TASK DETAILS:
In the data below, one line contains "let result = f();" and a later one contains "use super::compose::FormRole;". Print both, with every line between them, exactly and alone.

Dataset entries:
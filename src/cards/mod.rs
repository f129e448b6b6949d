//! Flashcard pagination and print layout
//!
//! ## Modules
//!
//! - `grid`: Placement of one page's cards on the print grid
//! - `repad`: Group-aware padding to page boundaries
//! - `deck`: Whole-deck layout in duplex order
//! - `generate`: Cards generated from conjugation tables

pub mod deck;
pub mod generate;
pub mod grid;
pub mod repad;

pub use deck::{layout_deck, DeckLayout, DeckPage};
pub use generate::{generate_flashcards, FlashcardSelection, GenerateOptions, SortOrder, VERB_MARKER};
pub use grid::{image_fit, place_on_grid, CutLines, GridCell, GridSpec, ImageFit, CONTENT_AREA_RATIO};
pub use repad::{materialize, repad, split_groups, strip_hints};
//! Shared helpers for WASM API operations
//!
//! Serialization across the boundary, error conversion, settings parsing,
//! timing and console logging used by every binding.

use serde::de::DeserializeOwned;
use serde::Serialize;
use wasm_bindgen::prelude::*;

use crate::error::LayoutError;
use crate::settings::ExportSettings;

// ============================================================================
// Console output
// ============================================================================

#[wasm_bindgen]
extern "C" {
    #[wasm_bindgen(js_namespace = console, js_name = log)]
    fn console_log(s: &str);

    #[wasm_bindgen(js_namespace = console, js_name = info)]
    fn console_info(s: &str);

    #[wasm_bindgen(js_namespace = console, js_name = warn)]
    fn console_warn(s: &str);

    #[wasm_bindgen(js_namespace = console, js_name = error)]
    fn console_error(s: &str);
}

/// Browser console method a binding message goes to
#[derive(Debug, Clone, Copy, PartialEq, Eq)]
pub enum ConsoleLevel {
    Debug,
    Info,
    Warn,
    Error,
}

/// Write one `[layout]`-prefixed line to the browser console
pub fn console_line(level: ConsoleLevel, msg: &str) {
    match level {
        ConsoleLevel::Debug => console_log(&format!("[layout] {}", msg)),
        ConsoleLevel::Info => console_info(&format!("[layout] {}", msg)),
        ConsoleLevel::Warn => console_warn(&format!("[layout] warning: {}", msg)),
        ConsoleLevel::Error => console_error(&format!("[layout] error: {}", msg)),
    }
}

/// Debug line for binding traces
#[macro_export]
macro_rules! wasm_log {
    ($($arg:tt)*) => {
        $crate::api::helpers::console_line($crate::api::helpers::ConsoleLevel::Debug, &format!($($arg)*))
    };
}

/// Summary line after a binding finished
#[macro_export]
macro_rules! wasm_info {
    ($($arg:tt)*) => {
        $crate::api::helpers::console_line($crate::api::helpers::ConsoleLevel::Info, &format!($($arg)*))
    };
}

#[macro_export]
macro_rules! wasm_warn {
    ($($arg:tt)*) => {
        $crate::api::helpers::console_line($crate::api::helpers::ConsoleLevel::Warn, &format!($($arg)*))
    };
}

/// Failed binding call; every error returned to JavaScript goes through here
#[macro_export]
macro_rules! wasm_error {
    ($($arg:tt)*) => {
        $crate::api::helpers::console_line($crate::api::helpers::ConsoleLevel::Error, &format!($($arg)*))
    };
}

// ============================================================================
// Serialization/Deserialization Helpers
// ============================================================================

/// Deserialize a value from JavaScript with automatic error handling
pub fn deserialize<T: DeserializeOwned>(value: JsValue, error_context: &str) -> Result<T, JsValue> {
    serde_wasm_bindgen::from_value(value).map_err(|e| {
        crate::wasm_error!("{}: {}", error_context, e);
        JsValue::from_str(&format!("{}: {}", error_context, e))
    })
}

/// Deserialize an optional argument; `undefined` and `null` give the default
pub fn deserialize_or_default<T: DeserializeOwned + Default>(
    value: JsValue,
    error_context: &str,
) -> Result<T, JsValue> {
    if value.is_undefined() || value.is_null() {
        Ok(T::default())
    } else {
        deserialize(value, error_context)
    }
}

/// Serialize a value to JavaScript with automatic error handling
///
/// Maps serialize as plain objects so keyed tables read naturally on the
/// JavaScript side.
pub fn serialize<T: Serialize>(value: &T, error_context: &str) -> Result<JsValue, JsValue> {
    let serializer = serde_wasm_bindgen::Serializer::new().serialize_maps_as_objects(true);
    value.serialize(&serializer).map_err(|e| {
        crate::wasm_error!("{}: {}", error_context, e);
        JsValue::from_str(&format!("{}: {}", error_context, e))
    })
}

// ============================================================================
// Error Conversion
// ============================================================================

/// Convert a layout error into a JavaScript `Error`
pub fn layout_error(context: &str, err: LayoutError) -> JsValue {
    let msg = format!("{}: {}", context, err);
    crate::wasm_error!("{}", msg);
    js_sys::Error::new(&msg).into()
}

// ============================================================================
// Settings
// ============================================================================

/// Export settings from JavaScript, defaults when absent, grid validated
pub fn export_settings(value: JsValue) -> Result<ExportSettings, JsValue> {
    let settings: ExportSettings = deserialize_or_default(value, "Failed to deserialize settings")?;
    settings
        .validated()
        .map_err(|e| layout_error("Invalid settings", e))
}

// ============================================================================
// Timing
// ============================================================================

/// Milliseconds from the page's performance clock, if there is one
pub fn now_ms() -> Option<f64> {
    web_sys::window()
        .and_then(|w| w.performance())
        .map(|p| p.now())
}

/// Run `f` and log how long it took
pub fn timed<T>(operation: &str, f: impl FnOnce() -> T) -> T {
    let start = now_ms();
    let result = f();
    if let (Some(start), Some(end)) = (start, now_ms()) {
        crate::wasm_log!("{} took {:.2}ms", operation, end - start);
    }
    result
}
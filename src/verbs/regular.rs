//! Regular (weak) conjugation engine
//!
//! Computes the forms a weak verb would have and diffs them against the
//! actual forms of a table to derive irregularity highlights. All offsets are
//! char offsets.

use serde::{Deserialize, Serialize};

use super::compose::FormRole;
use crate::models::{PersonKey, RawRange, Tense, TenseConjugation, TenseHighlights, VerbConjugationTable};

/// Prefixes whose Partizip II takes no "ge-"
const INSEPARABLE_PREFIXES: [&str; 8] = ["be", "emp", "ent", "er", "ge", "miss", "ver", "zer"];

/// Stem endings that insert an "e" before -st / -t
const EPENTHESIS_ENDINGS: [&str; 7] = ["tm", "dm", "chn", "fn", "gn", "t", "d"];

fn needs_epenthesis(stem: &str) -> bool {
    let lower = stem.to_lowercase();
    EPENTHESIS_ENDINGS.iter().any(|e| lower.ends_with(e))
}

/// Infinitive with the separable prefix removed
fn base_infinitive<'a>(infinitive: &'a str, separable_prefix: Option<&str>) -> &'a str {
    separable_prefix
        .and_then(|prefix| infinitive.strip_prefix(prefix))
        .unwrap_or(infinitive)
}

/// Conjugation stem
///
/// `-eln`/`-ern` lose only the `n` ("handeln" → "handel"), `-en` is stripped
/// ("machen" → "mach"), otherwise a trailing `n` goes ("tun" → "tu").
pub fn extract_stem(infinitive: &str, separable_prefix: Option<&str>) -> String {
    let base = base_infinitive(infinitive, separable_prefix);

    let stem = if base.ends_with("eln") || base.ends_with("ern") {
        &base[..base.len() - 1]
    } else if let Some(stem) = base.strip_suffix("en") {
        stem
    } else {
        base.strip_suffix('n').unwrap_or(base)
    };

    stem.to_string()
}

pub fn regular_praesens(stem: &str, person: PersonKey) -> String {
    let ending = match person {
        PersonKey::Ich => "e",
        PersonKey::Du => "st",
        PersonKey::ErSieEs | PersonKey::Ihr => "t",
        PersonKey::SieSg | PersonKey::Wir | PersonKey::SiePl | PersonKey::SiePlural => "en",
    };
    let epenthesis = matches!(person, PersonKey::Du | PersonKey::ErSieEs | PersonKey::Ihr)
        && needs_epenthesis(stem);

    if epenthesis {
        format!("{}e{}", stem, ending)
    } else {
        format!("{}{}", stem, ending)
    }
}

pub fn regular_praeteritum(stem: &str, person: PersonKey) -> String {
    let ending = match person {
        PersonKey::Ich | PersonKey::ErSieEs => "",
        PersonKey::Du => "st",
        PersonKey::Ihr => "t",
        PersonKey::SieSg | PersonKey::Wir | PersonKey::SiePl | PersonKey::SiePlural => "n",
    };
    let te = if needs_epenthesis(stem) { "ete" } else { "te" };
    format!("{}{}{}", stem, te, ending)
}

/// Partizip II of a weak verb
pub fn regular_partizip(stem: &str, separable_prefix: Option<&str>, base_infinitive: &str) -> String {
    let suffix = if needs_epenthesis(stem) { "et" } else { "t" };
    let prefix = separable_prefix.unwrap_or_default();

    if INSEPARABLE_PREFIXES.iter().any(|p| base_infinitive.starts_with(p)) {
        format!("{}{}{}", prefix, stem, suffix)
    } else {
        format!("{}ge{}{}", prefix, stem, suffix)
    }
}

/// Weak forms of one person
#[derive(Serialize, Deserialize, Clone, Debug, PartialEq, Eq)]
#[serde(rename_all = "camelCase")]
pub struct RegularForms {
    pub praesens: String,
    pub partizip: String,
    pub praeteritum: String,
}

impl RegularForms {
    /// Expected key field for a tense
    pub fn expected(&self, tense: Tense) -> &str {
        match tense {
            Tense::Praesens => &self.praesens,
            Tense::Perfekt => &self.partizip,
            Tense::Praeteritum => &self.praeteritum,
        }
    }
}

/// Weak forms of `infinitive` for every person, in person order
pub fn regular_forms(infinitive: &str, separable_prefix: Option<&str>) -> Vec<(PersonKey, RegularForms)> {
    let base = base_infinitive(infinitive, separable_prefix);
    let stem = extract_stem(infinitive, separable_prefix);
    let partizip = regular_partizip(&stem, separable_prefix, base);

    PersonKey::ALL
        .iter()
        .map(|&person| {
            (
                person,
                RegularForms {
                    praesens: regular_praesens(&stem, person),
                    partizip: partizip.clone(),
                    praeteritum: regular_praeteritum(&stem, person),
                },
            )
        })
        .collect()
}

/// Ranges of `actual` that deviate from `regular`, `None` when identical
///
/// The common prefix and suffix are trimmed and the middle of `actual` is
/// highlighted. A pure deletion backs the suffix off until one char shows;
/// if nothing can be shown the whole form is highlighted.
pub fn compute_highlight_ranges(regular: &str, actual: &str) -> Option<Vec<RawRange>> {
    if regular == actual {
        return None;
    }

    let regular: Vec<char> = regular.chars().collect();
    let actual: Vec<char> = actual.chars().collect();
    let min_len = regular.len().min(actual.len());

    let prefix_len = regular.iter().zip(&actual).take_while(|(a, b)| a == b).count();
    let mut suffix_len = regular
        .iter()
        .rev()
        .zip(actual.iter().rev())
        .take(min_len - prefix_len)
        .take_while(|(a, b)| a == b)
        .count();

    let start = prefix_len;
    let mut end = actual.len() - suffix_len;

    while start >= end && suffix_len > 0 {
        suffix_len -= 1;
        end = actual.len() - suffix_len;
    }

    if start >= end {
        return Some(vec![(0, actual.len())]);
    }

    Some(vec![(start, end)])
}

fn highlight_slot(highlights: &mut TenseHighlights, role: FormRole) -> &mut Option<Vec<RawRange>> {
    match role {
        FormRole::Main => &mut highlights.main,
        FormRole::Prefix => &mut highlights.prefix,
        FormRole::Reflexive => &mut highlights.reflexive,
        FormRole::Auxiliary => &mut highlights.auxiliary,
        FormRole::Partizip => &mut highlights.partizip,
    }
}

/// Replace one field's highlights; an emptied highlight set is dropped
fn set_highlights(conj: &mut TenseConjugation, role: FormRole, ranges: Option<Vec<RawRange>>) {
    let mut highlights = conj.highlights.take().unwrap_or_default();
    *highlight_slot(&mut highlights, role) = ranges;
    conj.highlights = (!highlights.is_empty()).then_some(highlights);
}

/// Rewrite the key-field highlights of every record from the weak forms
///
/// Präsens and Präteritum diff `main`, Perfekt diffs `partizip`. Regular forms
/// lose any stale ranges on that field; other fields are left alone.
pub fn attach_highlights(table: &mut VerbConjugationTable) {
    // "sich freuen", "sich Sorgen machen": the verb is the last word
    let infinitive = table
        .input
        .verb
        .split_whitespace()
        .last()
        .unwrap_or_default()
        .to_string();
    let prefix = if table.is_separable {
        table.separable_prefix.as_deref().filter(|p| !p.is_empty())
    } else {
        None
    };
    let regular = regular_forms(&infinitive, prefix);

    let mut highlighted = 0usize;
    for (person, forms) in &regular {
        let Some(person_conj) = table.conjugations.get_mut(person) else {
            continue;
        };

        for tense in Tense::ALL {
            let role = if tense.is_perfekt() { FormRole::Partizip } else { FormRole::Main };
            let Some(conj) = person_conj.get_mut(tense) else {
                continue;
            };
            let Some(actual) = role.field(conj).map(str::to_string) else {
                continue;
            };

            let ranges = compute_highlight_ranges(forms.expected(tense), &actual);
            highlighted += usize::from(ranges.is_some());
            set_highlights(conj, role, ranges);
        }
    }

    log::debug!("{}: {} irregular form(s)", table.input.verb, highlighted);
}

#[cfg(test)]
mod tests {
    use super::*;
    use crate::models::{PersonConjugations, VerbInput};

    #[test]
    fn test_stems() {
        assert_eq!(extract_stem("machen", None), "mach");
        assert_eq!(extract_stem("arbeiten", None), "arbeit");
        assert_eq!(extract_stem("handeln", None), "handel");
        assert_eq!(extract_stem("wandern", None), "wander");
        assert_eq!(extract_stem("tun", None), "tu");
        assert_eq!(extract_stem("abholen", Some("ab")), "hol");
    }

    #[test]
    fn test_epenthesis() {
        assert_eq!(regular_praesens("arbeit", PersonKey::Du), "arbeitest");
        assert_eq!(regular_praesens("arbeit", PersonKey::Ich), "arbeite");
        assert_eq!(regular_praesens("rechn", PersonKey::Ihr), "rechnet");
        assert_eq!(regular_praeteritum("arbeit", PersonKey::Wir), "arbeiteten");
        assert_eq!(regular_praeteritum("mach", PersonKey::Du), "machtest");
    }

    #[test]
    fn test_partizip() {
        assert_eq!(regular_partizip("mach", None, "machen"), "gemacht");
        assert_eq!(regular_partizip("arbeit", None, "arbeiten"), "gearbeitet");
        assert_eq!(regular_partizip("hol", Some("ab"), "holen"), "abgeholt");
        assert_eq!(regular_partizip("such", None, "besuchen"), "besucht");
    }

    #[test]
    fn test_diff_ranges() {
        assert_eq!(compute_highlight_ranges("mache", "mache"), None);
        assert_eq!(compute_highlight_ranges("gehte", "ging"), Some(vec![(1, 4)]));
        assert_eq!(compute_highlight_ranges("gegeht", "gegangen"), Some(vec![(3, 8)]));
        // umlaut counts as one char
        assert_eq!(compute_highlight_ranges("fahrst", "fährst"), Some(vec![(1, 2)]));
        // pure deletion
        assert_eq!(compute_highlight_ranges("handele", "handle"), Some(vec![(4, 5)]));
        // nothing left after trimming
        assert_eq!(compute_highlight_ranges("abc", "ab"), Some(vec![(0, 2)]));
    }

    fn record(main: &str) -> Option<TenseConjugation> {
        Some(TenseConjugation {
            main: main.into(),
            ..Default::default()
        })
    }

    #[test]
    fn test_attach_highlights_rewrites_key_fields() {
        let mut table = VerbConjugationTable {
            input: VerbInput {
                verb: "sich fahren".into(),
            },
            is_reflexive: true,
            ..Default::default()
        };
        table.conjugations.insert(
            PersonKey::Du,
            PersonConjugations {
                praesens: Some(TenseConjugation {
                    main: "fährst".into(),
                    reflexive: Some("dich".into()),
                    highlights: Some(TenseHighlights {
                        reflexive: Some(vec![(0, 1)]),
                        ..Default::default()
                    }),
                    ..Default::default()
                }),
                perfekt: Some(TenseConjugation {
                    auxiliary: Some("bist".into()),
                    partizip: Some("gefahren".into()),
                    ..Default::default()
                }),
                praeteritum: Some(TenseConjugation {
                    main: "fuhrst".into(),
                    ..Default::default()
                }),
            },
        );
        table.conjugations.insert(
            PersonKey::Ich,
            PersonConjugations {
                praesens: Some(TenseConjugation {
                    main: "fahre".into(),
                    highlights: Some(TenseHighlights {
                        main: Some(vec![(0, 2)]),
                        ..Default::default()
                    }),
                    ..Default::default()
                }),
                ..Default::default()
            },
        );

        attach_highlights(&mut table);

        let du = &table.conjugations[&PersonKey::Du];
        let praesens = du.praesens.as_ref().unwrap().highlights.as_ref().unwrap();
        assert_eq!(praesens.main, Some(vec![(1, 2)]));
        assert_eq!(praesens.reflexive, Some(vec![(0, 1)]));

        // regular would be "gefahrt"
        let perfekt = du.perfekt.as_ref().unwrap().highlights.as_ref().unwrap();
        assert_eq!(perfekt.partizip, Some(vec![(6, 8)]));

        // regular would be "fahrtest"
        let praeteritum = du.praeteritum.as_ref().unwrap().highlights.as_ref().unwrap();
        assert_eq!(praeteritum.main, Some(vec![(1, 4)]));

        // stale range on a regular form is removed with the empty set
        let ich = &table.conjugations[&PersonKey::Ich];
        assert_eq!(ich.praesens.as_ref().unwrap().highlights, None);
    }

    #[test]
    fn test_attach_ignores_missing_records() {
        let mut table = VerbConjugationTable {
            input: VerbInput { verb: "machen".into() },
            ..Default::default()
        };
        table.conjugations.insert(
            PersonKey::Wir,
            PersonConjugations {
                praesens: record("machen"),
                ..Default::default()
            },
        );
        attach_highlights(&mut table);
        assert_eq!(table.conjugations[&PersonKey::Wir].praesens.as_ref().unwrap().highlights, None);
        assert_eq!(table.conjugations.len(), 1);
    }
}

ANSWER SECTION:
    let result = f();
    if let (Some(start), Some(end)) = (start, now_ms()) {
        crate::wasm_log!("{} took {:.2}ms", operation, end - start);
    }
    result
}
filename src/verbs/regular.rs
//! Regular (weak) conjugation engine
//!
//! Computes the forms a weak verb would have and diffs them against the
//! actual forms of a table to derive irregularity highlights. All offsets are
//! char offsets.

use serde::{Deserialize, Serialize};

use super::compose::FormRole;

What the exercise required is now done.